Most companies prefer conducting their cash transactions through banks. However, they also need small sums of money in cash form to pay for insignificant transactions. Companies manage this cash through the petty cash system. This system is prevalent in most companies and businesses. The accounting for the petty cash system is also straightforward.
What is Petty Cash?
Petty cash refers to insignificant sums of cash resources kept in hand to pay for small expenditures when they arise. Usually, this cash helps finance expenses that occur regularly. A petty cash system can also help companies finance incidental expenses. Although companies prefer conducting their money transfers through banks, these systems are also crucial.
Companies usually keep petty cash in safe locations in the office. They specify the uses that this cash can finance. On top of that, companies also establish an amount below which expenses can be reimbursed through this cash. Most small companies use a central petty cash system throughout operations. However, larger organizations may divide this cash between various departments.
How does the Petty Cash system work?
Companies usually use the imprest system of managing petty cash. In this system, a company establishes a maximum amount for the cash it can keep. During a period, it uses this cash to pay for small expenditures. Usually, they may include the following.
- Postage expenses.
- Office supplies.
- Food or entertainment expenses.
- Reimbursing employees for expenses incurred during their work.

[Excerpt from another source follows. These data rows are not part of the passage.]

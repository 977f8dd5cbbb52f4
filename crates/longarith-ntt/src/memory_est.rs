//! Memory estimation for NTT multiplication.

use crate::ntt::transform_len;

/// Estimate the bytes an NTT product of operands with these lengths allocates.
///
/// Counts the two padded transform buffers, the forward and inverse roots
/// tables, the copy each transform makes of its input, and the `i64` result.
#[must_use]
pub fn estimate_ntt_memory(len_a: usize, len_b: usize) -> usize {
    if len_a == 0 || len_b == 0 {
        return 0;
    }
    let n = transform_len(len_a, len_b);
    let word = std::mem::size_of::<u64>();

    // Two operand transforms plus one scratch copy
    let transform_bytes = 3 * n * word;
    // Forward and inverse half tables
    let root_bytes = n * word;
    let result_bytes = (len_a + len_b) * std::mem::size_of::<i64>();

    transform_bytes + root_bytes + result_bytes
}
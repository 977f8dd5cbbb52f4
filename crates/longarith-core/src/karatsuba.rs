//! Karatsuba divide-and-conquer multiplication.
//!
//! Operands are padded to a common power-of-two dimension and split into
//! halves as slice views, never copied. Three half-size products replace the
//! four of the schoolbook method; below the cutoff the recursion bottoms out
//! in [`multiply_simple`].

use tracing::{debug, trace};

use crate::base::Base;
use crate::constants::{DEFAULT_KARATSUBA_CUTOFF, DEFAULT_PARALLEL_THRESHOLD};
use crate::digits::{add_in_place, check_operand, significant_len, subtract_in_place, sum};
use crate::error::ArithError;
use crate::schoolbook::multiply_simple;

/// Tuning knobs for the Karatsuba recursion. Neither affects the result.
#[derive(Debug, Clone, Copy, PartialEq, Eq)]
pub struct KaratsubaConfig {
    /// Dimension (in digits) at or below which schoolbook multiplication is used.
    pub cutoff: usize,
    /// Dimension (in digits) at or above which the three subproducts run in parallel.
    pub parallel_threshold: usize,
}

impl Default for KaratsubaConfig {
    fn default() -> Self {
        Self {
            cutoff: DEFAULT_KARATSUBA_CUTOFF,
            parallel_threshold: DEFAULT_PARALLEL_THRESHOLD,
        }
    }
}

impl KaratsubaConfig {
    /// Config with the given cutoff and the default parallel threshold.
    #[must_use]
    pub fn with_cutoff(cutoff: usize) -> Self {
        Self {
            cutoff,
            ..Self::default()
        }
    }

    /// Normalize the config, applying defaults where values are zero.
    #[must_use]
    pub fn normalize(mut self) -> Self {
        if self.cutoff == 0 {
            self.cutoff = DEFAULT_KARATSUBA_CUTOFF;
        }
        if self.parallel_threshold == 0 {
            self.parallel_threshold = DEFAULT_PARALLEL_THRESHOLD;
        }
        self
    }
}

/// Multiply `a` by `b` with the default Karatsuba configuration.
///
/// Returns `a.len() + b.len()` canonical digits.
pub fn multiply_karatsuba(base: Base, a: &[i32], b: &[i32]) -> Result<Vec<i32>, ArithError> {
    multiply_karatsuba_with(&KaratsubaConfig::default(), base, a, b)
}

/// Multiply `a` by `b` with an explicit Karatsuba configuration.
pub fn multiply_karatsuba_with(
    config: &KaratsubaConfig,
    base: Base,
    a: &[i32],
    b: &[i32],
) -> Result<Vec<i32>, ArithError> {
    check_operand(base, a)?;
    check_operand(base, b)?;
    let config = config.normalize();

    let mut out = vec![0; a.len() + b.len()];
    let len_a = significant_len(a);
    let len_b = significant_len(b);
    if len_a == 0 || len_b == 0 {
        return Ok(out);
    }

    let dim = len_a.max(len_b).next_power_of_two();
    debug!(len_a, len_b, dim, cutoff = config.cutoff, "karatsuba multiply");

    let mut padded_a = vec![0; dim];
    padded_a[..len_a].copy_from_slice(&a[..len_a]);
    let mut padded_b = vec![0; dim];
    padded_b[..len_b].copy_from_slice(&b[..len_b]);

    let mut full = vec![0; 2 * dim];
    karatsuba(base, &config, &mut full, &padded_a, &padded_b)?;

    // The product has at most len_a + len_b significant digits.
    let keep = out.len().min(full.len());
    out[..keep].copy_from_slice(&full[..keep]);
    Ok(out)
}

/// Recursive step: `result = x * y` for equal power-of-two lengths,
/// with `result.len() == 2 * x.len()`.
fn karatsuba(
    base: Base,
    config: &KaratsubaConfig,
    result: &mut [i32],
    x: &[i32],
    y: &[i32],
) -> Result<(), ArithError> {
    let dim = x.len();
    debug_assert!(dim.is_power_of_two() && y.len() == dim && result.len() == 2 * dim);

    if dim <= config.cutoff {
        multiply_simple(base, result, x, y);
        return Ok(());
    }

    let half = dim / 2;
    let (x_lo, x_hi) = x.split_at(half);
    let (y_lo, y_hi) = y.split_at(half);

    // (lo + hi) may carry into one extra digit; keep it aside so the
    // recursive product stays on half-length views.
    let mut x_sum = vec![0; half + 1];
    sum(base, &mut x_sum, &[x_lo, x_hi]);
    let mut y_sum = vec![0; half + 1];
    sum(base, &mut y_sum, &[y_lo, y_hi]);
    let (x_carry, y_carry) = (x_sum[half], y_sum[half]);
    let (x_sum, y_sum) = (&x_sum[..half], &y_sum[..half]);

    let mut middle = vec![0; dim + 2];
    {
        let (low, high) = result.split_at_mut(dim);
        let cross = &mut middle[..dim];
        let (low_res, high_res, cross_res) = if dim >= config.parallel_threshold {
            trace!(dim, "karatsuba parallel split");
            let ((low_res, high_res), cross_res) = rayon::join(
                move || {
                    rayon::join(
                        move || karatsuba(base, config, low, x_lo, y_lo),
                        move || karatsuba(base, config, high, x_hi, y_hi),
                    )
                },
                move || karatsuba(base, config, cross, x_sum, y_sum),
            );
            (low_res, high_res, cross_res)
        } else {
            (
                karatsuba(base, config, low, x_lo, y_lo),
                karatsuba(base, config, high, x_hi, y_hi),
                karatsuba(base, config, cross, x_sum, y_sum),
            )
        };
        low_res?;
        high_res?;
        cross_res?;
    }

    // Fold the carry digits back: (s + c*B^h)(t + d*B^h) = st + B^h(ct + ds) + cd*B^2h.
    if x_carry != 0 {
        add_in_place(base, &mut middle[half..], y_sum);
    }
    if y_carry != 0 {
        add_in_place(base, &mut middle[half..], x_sum);
    }
    if x_carry != 0 && y_carry != 0 {
        add_in_place(base, &mut middle[dim..], &[1]);
    }

    // middle = (lo + hi)(lo' + hi') - lo*lo' - hi*hi' = lo*hi' + hi*lo' >= 0
    if subtract_in_place(base, &mut middle, &result[..dim])
        || subtract_in_place(base, &mut middle, &result[dim..])
    {
        return Err(ArithError::InvariantViolation(
            "karatsuba middle term borrowed past zero",
        ));
    }

    debug_assert!(significant_len(&middle) <= result.len() - half);
    if add_in_place(base, &mut result[half..], &middle) != 0 {
        return Err(ArithError::InvariantViolation(
            "karatsuba product overflowed its buffer",
        ));
    }
    Ok(())
}
//! Constants for digit bases, algorithm cutoffs and buffer sizing.

/// Default digit base: four decimal digits per machine digit.
pub const DEFAULT_BASE: i32 = 10_000;

/// Default operand dimension (in digits) at or below which Karatsuba
/// falls back to schoolbook multiplication.
pub const DEFAULT_KARATSUBA_CUTOFF: usize = 32;

/// Default operand dimension (in digits) at which recursive subproblems
/// start running on the rayon pool.
pub const DEFAULT_PARALLEL_THRESHOLD: usize = 1024;

/// Default operand length (in digits) above which NTT multiplication is preferred.
pub const DEFAULT_NTT_THRESHOLD: usize = 256;

/// Result length needed to hold the product of operands with `len_a` and `len_b` digits.
#[must_use]
pub const fn product_len(len_a: usize, len_b: usize) -> usize {
    len_a + len_b
}

/// Result length needed to hold a difference of operands with `len_a` and `len_b` digits.
#[must_use]
pub const fn difference_len(len_a: usize, len_b: usize) -> usize {
    if len_a > len_b {
        len_a
    } else {
        len_b
    }
}

/// Result length needed to hold the sum of `lens.len()` operands in `base`.
///
/// The longest operand plus `ceil(log_base(count))` digits of carry.
#[must_use]
pub fn sum_len(base: i32, lens: &[usize]) -> usize {
    let longest = lens.iter().copied().max().unwrap_or(0);
    let count = lens.len() as u64;
    let mut carry_digits = 0;
    let mut reach = 1u64;
    while reach < count {
        reach = reach.saturating_mul(u64::from(base.unsigned_abs()));
        carry_digits += 1;
    }
    longest + carry_digits
}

After that period, the company determines how much money it needs to replenish its petty cash. Usually, it transfers the money from its bank account to the petty cash system. Sometimes, companies may also keep small reimbursements received from customers to fund their petty cash. However, all these transactions occur under the internal control system.
What is the accounting for Petty Cash?
As mentioned above, petty cash is money used to finance insignificant or regular expenditures. These payments constitute the highest number of transactions happening in this system. Companies record any expenses paid through petty cash using the following journal entry.
Dr | Expense |
Cr | Petty Cash |
However, companies must also have funds to finance these expenses. Usually, companies transfer cash from their bank accounts into the petty cash system. It ensures there are sufficient funds to finance small expenditures when required. The journal entry for this transfer is as follows.
Dr | Petty Cash |
Cr | Bank |
Example
A company, Red Co., operates a petty cash system. Red Co. uses this system to pay for operational expenses below $20. During a month, the company used its petty cash system to pay for various expenses totaling $300. Red Co. used the following journal entry to record those transactions.
Dr | Petty Cash | $300 |
Cr | Bank | $300 |
On the other hand, Red Co. also transferred $500 into the petty cash system. The company used its bank account for this transfer. Red Co. used the following journal entry to record the transaction.
Dr | Petty Cash | $500 |
Cr | Bank | $500 |
Conclusion
Petty cash refers to small sums of money kept in office to reimburse small expenditures. Usually, companies use the imprest system to manage this cash. Two types of transactions are prevalent in this system. The first includes paying for expenses or reimbursing employees. On the other hand, it also involves transferring money from the bank account to keep as petty cash.